» WHAT THE TASK ASKS: Search the records for "ContentPart". Report every line where it occurs.
[[ TASK INPUT open ]]
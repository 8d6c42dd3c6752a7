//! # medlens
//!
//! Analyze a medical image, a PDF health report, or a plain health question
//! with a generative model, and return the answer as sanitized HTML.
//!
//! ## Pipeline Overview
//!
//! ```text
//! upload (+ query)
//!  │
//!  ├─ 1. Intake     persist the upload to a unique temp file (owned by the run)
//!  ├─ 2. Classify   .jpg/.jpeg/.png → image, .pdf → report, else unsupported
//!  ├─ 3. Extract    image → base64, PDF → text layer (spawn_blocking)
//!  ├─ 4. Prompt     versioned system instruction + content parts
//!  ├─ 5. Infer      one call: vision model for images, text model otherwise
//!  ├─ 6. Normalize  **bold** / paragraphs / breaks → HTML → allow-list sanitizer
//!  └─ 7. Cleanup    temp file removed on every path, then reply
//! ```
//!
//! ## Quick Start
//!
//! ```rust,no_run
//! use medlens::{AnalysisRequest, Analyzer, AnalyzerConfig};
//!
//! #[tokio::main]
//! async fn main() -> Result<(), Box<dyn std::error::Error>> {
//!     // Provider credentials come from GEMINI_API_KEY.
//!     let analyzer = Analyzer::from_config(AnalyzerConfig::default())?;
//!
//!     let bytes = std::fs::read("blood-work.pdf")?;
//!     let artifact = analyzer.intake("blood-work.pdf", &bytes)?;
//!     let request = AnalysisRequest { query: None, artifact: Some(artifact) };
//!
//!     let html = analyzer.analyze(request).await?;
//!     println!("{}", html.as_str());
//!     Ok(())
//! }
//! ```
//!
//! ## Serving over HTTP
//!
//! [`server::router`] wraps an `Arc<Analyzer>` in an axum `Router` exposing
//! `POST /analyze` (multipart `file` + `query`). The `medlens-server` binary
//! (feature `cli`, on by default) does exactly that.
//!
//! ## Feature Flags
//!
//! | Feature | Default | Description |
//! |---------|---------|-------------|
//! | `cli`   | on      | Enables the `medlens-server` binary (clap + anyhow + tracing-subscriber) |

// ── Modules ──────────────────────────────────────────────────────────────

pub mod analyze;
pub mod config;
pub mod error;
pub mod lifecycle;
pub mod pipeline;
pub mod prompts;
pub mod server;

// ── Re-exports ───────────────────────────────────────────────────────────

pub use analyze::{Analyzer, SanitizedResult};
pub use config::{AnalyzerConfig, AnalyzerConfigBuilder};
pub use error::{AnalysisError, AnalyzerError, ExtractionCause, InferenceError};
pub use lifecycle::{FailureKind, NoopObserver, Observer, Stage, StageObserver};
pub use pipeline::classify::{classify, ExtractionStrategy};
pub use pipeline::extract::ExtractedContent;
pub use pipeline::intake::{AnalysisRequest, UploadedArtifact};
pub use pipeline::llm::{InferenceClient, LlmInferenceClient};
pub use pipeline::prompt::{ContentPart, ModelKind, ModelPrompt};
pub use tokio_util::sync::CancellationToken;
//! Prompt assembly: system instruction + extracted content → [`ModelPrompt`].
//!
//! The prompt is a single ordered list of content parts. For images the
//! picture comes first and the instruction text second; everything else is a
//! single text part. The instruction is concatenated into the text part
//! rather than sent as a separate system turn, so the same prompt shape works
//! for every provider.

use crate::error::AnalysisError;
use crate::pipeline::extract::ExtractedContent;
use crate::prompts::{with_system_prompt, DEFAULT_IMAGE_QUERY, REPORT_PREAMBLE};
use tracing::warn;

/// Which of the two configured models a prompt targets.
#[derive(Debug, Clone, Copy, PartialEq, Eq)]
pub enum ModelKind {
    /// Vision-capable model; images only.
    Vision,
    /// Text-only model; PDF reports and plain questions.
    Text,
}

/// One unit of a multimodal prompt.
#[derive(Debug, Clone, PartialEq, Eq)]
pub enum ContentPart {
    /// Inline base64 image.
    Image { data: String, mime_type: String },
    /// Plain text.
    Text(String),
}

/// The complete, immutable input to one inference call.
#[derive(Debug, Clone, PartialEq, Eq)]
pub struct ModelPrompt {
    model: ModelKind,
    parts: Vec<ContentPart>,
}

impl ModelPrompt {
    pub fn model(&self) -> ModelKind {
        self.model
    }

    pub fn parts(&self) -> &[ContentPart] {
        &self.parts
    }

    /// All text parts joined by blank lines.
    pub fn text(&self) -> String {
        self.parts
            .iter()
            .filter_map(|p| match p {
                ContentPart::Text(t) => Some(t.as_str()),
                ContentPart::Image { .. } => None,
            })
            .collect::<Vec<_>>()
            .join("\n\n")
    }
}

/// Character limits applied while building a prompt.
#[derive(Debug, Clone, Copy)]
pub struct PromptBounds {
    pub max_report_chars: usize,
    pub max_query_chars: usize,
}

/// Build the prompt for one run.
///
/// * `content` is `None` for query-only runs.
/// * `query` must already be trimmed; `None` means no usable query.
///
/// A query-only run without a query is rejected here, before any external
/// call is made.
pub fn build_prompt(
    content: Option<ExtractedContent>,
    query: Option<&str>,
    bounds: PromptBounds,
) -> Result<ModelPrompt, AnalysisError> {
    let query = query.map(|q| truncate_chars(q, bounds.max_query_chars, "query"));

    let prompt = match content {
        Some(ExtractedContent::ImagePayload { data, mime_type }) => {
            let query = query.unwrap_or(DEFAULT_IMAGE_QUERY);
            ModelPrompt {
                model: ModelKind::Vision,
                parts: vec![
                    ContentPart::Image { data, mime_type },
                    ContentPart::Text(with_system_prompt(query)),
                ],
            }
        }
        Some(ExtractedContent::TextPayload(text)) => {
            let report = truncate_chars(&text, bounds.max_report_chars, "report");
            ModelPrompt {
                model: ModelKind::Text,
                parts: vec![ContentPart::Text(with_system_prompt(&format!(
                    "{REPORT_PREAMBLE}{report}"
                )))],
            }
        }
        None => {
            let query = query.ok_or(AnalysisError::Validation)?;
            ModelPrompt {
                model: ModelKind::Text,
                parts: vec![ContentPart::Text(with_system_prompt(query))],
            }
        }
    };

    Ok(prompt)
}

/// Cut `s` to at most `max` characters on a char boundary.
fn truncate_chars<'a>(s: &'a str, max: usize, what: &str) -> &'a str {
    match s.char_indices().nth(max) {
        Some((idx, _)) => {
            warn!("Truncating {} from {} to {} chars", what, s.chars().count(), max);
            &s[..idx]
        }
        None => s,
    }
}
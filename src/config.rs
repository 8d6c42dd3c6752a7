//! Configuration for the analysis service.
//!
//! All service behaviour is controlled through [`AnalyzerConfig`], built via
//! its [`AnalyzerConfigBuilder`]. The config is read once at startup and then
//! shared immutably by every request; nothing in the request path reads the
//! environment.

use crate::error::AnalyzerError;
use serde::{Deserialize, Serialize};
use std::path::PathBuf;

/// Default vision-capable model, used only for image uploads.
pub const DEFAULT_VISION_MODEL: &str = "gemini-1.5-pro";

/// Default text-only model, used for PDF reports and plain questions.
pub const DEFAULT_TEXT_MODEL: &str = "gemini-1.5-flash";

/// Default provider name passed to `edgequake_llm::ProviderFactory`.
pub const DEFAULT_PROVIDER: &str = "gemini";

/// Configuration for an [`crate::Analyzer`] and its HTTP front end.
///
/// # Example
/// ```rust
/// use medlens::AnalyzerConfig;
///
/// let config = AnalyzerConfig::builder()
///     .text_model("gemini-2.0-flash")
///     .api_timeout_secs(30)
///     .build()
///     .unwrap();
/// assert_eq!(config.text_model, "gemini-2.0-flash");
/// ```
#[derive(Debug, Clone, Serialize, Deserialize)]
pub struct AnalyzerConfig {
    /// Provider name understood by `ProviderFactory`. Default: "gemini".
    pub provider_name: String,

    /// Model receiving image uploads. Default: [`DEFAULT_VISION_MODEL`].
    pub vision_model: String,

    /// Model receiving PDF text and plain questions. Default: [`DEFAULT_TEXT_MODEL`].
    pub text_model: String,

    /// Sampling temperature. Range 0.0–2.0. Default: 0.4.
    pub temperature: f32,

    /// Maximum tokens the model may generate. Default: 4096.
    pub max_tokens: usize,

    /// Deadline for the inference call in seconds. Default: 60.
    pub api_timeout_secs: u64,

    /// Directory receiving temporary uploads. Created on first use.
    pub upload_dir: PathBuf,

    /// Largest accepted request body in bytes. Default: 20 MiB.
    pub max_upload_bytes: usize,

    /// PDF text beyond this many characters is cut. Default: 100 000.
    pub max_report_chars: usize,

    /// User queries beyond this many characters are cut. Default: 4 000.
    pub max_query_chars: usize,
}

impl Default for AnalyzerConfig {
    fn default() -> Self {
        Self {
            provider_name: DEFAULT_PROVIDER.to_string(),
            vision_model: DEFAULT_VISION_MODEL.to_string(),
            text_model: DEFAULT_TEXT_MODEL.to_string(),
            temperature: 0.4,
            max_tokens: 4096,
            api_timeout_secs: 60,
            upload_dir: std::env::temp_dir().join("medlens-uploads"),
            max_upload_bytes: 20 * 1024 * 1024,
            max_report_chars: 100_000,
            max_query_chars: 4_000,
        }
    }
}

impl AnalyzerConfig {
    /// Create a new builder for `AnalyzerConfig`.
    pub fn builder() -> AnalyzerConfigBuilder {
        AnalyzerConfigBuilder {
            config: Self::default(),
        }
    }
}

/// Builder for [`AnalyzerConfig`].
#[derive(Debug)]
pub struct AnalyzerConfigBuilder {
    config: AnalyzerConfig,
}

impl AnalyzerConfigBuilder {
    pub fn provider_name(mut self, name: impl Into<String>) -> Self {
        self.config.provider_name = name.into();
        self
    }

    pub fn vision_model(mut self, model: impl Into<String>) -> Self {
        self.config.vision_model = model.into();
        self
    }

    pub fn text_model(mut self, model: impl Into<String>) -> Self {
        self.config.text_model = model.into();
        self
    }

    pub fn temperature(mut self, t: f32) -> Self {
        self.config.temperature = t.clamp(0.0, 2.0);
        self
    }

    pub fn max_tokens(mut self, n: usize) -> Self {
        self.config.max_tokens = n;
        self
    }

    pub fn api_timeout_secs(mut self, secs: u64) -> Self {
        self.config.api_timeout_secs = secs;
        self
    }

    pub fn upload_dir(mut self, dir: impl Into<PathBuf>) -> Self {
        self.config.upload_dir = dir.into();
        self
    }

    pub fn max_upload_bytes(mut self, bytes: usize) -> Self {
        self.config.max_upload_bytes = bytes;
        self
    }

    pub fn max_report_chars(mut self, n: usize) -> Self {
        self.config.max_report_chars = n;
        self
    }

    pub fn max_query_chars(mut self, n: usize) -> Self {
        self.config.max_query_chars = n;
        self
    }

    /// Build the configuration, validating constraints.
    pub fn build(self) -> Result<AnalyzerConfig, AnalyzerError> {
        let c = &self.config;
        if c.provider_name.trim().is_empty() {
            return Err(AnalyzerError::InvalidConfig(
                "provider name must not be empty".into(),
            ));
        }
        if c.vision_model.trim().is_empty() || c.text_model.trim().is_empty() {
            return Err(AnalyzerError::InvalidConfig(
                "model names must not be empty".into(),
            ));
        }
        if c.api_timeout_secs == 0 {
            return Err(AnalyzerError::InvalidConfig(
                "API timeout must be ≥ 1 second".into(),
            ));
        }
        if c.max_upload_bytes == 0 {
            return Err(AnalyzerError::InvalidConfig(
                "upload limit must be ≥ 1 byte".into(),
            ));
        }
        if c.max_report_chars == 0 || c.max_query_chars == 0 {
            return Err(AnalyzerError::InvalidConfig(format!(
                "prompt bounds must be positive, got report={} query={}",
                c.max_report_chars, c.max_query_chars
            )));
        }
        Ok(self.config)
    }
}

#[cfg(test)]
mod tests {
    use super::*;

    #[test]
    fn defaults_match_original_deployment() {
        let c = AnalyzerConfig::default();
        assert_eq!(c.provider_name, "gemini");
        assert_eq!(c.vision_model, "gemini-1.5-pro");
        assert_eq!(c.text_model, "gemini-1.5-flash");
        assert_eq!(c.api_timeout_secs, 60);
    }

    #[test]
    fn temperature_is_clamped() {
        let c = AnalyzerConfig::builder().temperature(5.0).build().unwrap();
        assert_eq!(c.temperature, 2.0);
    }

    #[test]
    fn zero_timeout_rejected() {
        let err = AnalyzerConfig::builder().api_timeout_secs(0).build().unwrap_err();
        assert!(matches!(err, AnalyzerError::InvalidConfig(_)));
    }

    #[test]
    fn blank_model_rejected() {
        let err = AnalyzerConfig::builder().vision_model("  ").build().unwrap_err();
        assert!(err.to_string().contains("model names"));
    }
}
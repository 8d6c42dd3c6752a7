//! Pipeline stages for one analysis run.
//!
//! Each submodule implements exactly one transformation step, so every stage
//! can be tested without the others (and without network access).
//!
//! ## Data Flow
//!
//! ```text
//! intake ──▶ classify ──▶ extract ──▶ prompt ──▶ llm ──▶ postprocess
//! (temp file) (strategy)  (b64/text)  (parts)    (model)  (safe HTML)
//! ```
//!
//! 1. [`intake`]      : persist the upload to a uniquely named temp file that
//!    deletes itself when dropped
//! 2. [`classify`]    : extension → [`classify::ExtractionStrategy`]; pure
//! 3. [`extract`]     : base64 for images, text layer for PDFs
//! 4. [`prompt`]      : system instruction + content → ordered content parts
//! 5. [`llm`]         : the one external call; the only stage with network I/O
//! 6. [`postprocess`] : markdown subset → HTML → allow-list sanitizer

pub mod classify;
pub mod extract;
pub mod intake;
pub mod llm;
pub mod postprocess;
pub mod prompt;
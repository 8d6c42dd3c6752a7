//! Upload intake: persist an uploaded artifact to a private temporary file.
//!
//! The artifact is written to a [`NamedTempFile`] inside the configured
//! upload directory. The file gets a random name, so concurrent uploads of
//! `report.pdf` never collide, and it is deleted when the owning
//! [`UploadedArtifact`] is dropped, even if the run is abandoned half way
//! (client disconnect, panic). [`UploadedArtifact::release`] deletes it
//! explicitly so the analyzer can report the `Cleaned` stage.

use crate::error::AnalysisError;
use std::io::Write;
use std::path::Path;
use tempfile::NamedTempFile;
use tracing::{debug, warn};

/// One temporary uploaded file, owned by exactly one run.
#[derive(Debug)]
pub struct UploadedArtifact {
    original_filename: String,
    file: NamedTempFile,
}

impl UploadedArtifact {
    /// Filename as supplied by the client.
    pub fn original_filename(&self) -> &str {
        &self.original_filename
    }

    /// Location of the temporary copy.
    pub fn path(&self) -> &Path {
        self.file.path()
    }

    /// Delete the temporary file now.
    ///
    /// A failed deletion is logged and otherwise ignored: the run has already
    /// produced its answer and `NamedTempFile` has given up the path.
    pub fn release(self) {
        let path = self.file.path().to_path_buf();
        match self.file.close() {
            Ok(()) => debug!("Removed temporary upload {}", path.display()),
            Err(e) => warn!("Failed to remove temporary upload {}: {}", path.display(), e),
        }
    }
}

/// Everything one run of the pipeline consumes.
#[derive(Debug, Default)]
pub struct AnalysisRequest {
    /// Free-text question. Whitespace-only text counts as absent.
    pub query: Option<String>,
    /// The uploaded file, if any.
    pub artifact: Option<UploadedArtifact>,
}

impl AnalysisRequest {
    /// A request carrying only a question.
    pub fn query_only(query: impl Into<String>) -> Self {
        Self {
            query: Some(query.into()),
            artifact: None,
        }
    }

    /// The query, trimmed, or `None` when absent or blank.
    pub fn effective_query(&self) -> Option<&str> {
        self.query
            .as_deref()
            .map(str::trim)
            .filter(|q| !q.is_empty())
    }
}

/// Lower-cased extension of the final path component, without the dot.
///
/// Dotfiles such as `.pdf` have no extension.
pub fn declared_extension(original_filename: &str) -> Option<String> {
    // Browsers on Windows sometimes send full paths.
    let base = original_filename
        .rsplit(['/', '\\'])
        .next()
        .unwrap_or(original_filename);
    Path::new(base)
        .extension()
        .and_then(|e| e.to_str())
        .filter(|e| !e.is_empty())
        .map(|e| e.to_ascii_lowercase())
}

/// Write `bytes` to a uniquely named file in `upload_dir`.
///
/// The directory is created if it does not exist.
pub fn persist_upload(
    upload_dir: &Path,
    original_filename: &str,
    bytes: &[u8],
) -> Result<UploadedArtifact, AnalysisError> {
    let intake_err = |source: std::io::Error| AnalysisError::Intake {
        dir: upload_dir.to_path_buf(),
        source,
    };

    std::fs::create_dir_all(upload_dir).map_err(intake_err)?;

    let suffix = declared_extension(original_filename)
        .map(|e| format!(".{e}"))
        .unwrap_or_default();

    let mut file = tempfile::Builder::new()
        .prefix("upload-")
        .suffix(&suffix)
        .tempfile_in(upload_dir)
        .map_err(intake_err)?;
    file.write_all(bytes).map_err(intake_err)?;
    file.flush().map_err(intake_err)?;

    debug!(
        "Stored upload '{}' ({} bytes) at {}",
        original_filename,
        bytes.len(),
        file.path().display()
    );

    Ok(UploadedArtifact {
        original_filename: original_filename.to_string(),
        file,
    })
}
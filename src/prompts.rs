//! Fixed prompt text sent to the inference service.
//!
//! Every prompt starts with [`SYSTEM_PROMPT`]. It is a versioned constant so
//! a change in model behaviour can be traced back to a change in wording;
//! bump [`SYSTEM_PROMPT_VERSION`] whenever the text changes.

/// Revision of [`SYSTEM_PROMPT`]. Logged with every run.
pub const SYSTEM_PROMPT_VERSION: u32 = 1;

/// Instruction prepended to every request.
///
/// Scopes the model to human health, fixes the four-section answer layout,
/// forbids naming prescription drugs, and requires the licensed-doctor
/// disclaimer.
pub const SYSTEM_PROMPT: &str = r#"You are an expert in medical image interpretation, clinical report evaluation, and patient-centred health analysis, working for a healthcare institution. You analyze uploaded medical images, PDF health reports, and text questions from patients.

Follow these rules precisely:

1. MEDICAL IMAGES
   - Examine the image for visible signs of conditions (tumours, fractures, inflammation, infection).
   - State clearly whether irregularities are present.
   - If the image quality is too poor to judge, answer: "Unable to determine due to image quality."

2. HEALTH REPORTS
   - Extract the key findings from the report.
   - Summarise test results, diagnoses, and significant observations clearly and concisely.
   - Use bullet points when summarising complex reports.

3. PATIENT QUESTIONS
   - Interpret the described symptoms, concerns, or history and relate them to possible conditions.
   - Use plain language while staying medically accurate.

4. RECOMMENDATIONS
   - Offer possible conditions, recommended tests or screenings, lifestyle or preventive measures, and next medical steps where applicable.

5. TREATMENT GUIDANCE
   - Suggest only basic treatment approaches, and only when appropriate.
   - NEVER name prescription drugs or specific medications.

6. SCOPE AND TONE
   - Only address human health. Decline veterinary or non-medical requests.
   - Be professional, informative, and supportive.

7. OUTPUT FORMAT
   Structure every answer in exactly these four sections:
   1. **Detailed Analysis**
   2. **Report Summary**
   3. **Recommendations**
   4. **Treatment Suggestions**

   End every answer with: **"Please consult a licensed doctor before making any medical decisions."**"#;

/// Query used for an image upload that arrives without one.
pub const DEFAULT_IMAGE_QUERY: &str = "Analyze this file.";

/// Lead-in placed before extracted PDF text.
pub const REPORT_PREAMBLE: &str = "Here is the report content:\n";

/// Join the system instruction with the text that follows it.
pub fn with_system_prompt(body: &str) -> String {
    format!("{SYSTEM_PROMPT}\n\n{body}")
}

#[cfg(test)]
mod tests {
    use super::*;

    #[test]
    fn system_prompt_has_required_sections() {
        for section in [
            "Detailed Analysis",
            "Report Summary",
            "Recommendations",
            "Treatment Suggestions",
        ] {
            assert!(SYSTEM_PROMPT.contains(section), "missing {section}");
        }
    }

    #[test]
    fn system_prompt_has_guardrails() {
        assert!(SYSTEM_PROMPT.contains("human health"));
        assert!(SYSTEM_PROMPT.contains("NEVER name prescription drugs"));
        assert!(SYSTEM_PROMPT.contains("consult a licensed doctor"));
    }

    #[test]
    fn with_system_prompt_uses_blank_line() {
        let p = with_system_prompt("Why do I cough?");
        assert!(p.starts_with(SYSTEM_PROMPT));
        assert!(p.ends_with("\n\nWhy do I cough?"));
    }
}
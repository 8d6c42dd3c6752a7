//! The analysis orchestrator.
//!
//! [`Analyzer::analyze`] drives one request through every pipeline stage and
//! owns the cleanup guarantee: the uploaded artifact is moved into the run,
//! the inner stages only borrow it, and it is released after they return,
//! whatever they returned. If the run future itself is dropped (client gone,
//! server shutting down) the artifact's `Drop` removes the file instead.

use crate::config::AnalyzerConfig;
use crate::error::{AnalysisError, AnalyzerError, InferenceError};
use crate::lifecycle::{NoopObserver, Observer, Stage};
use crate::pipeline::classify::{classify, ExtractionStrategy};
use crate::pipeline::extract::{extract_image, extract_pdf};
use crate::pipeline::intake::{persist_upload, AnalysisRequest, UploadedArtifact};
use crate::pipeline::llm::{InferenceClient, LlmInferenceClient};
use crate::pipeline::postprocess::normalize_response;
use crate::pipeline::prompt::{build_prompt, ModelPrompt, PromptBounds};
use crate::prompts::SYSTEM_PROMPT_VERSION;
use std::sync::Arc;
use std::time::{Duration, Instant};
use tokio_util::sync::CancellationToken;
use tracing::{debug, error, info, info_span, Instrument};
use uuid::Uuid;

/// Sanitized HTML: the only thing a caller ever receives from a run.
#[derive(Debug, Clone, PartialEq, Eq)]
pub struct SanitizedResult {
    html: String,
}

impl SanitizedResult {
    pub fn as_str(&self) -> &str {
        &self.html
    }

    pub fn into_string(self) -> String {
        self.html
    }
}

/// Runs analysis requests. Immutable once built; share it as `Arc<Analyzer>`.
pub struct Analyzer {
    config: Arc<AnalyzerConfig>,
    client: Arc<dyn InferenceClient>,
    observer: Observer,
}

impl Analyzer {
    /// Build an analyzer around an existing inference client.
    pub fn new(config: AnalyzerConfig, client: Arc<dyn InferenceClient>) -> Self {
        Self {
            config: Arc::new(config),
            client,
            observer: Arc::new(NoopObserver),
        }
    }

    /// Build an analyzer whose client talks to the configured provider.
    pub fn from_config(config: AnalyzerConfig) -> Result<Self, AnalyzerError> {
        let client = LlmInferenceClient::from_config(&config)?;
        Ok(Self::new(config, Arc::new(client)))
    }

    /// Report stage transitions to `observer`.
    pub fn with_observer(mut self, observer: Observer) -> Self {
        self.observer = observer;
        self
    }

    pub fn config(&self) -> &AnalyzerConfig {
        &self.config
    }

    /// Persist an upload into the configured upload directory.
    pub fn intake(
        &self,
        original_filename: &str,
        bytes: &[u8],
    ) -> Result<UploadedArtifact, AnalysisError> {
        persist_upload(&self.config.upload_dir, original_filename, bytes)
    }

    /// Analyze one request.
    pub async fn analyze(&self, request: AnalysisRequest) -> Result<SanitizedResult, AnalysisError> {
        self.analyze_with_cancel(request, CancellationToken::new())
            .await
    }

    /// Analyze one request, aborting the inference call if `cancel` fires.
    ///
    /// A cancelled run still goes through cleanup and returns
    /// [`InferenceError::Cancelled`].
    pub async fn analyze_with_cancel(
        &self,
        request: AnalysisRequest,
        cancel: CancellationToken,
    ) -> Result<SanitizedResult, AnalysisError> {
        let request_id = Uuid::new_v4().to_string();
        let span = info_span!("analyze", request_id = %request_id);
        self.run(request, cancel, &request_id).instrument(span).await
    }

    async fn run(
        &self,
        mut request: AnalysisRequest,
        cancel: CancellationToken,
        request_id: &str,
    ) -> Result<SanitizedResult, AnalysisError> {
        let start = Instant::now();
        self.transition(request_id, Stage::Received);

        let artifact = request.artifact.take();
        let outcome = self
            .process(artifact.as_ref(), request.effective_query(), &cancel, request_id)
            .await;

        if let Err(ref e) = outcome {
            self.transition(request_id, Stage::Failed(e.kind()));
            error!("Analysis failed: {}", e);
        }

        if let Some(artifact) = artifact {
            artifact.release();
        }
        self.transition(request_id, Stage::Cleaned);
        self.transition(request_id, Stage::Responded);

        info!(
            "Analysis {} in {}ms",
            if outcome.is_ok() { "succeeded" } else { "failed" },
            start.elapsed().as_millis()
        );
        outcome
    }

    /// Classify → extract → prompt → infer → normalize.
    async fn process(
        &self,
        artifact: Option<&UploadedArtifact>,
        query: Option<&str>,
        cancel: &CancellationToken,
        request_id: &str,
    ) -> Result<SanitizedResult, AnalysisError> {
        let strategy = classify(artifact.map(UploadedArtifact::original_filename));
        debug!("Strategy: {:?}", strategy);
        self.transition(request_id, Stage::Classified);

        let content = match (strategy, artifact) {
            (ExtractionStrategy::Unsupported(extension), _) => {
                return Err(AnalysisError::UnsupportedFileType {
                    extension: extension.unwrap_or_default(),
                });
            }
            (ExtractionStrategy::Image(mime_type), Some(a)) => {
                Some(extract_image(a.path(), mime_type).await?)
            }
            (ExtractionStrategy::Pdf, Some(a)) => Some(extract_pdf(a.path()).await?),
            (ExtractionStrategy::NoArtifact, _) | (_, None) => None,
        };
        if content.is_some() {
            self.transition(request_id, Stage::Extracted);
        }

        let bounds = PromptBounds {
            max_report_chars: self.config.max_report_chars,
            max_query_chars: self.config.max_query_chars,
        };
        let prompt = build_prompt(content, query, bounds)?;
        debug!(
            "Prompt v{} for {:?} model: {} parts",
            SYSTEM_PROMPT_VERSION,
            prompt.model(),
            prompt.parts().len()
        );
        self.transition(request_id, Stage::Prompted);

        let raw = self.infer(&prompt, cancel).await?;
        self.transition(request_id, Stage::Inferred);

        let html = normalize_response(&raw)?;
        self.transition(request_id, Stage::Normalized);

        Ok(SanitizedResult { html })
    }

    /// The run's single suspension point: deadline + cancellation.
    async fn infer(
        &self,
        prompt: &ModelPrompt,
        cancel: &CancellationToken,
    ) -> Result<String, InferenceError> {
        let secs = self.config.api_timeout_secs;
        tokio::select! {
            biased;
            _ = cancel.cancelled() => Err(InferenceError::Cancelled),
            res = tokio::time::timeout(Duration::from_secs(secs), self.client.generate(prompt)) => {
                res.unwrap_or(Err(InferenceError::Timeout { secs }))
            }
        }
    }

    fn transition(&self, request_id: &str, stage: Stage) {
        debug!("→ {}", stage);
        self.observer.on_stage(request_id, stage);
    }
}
[[ TASK INPUT closed ]]
» SOLUTION FOR THIS PROBLEM:
pub use pipeline::prompt::{ContentPart, ModelKind, ModelPrompt};
pub enum ContentPart {
    parts: Vec<ContentPart>,
    pub fn parts(&self) -> &[ContentPart] {
                ContentPart::Text(t) => Some(t.as_str()),
                ContentPart::Image { .. } => None,
                    ContentPart::Image { data, mime_type },
                    ContentPart::Text(with_system_prompt(query)),
                parts: vec![ContentPart::Text(with_system_prompt(&format!(
                parts: vec![ContentPart::Text(with_system_prompt(query))],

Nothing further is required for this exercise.